Al-Zubayr a sprawling town of contrasting wide boulevards, narrow alleyways and crumbling mud brick houses, has been the centre of resistance against British troops.
Sergeant John Hardy, a Scots Guardsman attached to the Black Watch battle group, says: "We have treated three kids wounded in the gunfire between our patrols and local militiamen. Two had to be picked up under automatic rifle and rocket-propelled grenade fire.
"It's like Mogadishu. Every time we turn into a street it becomes the OK Corral. Luckily, the gunmen are not very good. One opened up on me from 30 yards and missed.
"I was convinced I was going to die. He emptied a full 30-round magazine in my direction. I could hear them cracking past. But I wasn't even scratched.
"The kids we picked up had wounds in their legs and arms. The militiamen are wild. They're more enthusiastic than accurate. But people still get hit by stray rounds."
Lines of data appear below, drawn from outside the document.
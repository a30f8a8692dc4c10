use crate::errors::{FinetuneError, Result};

pub trait LRScheduler: Send {
    /// Learning rate for the next optimizer step; advances the schedule.
    fn step(&mut self) -> f64;
    fn learning_rate(&self) -> f64;
}

/// Linear warmup from zero to `base_lr` over `warmup_steps`, then linear
/// decay to zero at `total_steps`.
#[derive(Debug, Clone)]
pub struct LinearWarmupDecay {
    base_lr: f64,
    warmup_steps: usize,
    total_steps: usize,
    step: usize,
    current_lr: f64,
}

impl LinearWarmupDecay {
    pub fn new(base_lr: f64, warmup_steps: usize, total_steps: usize) -> Result<Self> {
        if base_lr <= 0.0 {
            return Err(FinetuneError::initialization(
                "scheduler requires base learning rate > 0",
            ));
        }
        if total_steps == 0 {
            return Err(FinetuneError::initialization(
                "scheduler requires total_steps greater than zero",
            ));
        }
        Ok(Self {
            base_lr,
            warmup_steps,
            total_steps,
            step: 0,
            current_lr: 0.0,
        })
    }

    pub fn lr_at(&self, step: usize) -> f64 {
        if step < self.warmup_steps {
            return self.base_lr * step as f64 / self.warmup_steps.max(1) as f64;
        }
        let remaining = self.total_steps.saturating_sub(step) as f64;
        let decay_span = self.total_steps.saturating_sub(self.warmup_steps).max(1) as f64;
        self.base_lr * (remaining / decay_span).max(0.0)
    }

    pub fn total_steps(&self) -> usize {
        self.total_steps
    }
}

impl LRScheduler for LinearWarmupDecay {
    fn step(&mut self) -> f64 {
        let lr = self.lr_at(self.step);
        self.current_lr = lr;
        self.step = self.step.saturating_add(1);
        lr
    }

    fn learning_rate(&self) -> f64 {
        self.current_lr
    }
}

#[cfg(test)]
mod tests {
    use super::*;

    #[test]
    fn warms_up_then_decays_to_zero() {
        let mut scheduler = LinearWarmupDecay::new(1e-3, 4, 12).unwrap();
        let lrs: Vec<f64> = (0..13).map(|_| scheduler.step()).collect();

        assert_eq!(lrs[0], 0.0);
        assert!((lrs[2] - 5e-4).abs() < 1e-12);
        assert!((lrs[4] - 1e-3).abs() < 1e-12);
        assert!((lrs[8] - 5e-4).abs() < 1e-12);
        assert_eq!(lrs[12], 0.0);
        assert!(lrs[4..].windows(2).all(|pair| pair[1] <= pair[0]));
        assert_eq!(scheduler.learning_rate(), lrs[12]);
    }

    #[test]
    fn no_warmup_starts_at_base() {
        let scheduler = LinearWarmupDecay::new(2e-5, 0, 10).unwrap();
        assert!((scheduler.lr_at(0) - 2e-5).abs() < 1e-15);
        assert!((scheduler.lr_at(5) - 1e-5).abs() < 1e-15);
    }

    #[test]
    fn rejects_empty_schedule() {
        assert!(LinearWarmupDecay::new(1e-5, 0, 0).is_err());
        assert!(LinearWarmupDecay::new(0.0, 0, 10).is_err());
    }
}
Watching the first handout of aid out of an abandoned Iraqi barracks in the west of the town, Lieutenant Colonel Michael Riddell-Webster, the battle group commander said: "It's ironic. We are providing desperately needed help to people not 200 yards from where one of our men was killed in an ambush a few nights ago. Some of those receiving water may have had a hand in that ambush.
"Looking at the numbers who have turned up and the two container loads of food and water available, it would seem like we're pissing into the wind. But we've got to convince these people that we are here to help them. We are not their enemy."